§ **Data supplied**
---+---
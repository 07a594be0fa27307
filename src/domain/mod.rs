pub mod catalog;
pub mod commands;
pub mod errors;
pub mod loan;
pub mod title;
pub mod value_objects;

pub use errors::*;
pub use value_objects::*;
use crate::domain::{BorrowerId, TitleId, loan::Loan, title::Title};
use async_trait::async_trait;

use super::Result;

/// 作業単位（トランザクション）を開始するポート
#[async_trait]
pub trait UnitOfWork: Send + Sync {
    /// 新しいトランザクションを開始する
    async fn begin(&self) -> Result<Box<dyn LendingTransaction>>;
}

/// 在庫数と貸出記録を原子的に更新するトランザクション
///
/// - `lock_title`はタイトル行の排他ロックを取得し、コミットまたは破棄まで保持する
/// - 同じタイトルへの2つ目の`lock_title`は先行トランザクションの終了まで待機する
/// - 書き込みは`commit`で初めて反映される。コミットせずにdropした場合はすべて破棄される
#[async_trait]
pub trait LendingTransaction: Send {
    /// タイトル行を排他ロックして読み込む
    async fn lock_title(&mut self, title_id: TitleId) -> Result<Option<Title>>;

    /// (タイトル, 借り手) の貸出中の記録を取得する
    async fn find_open_loan(
        &mut self,
        title_id: TitleId,
        borrower_id: BorrowerId,
    ) -> Result<Option<Loan>>;

    /// ロック済みタイトルの在庫数と書誌情報を保存する
    async fn save_title(&mut self, title: &Title) -> Result<()>;

    /// 新しい貸出記録を追加する
    async fn insert_loan(&mut self, loan: &Loan) -> Result<()>;

    /// 既存の貸出記録の返却日時を保存する
    async fn save_loan(&mut self, loan: &Loan) -> Result<()>;

    /// コミットしてロックを解放する
    async fn commit(self: Box<Self>) -> Result<()>;

    /// 明示的に破棄してロックを解放する
    async fn rollback(self: Box<Self>) -> Result<()>;
}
---+---
§ **Your goal**
Return each line of the entries that holds the string "Result".

§ **Answer to this problem**
use super::Result;
    async fn begin(&self) -> Result<Box<dyn LendingTransaction>>;
    async fn lock_title(&mut self, title_id: TitleId) -> Result<Option<Title>>;
    ) -> Result<Option<Loan>>;
    async fn save_title(&mut self, title: &Title) -> Result<()>;
    async fn insert_loan(&mut self, loan: &Loan) -> Result<()>;
    async fn save_loan(&mut self, loan: &Loan) -> Result<()>;
    async fn commit(self: Box<Self>) -> Result<()>;
    async fn rollback(self: Box<Self>) -> Result<()>;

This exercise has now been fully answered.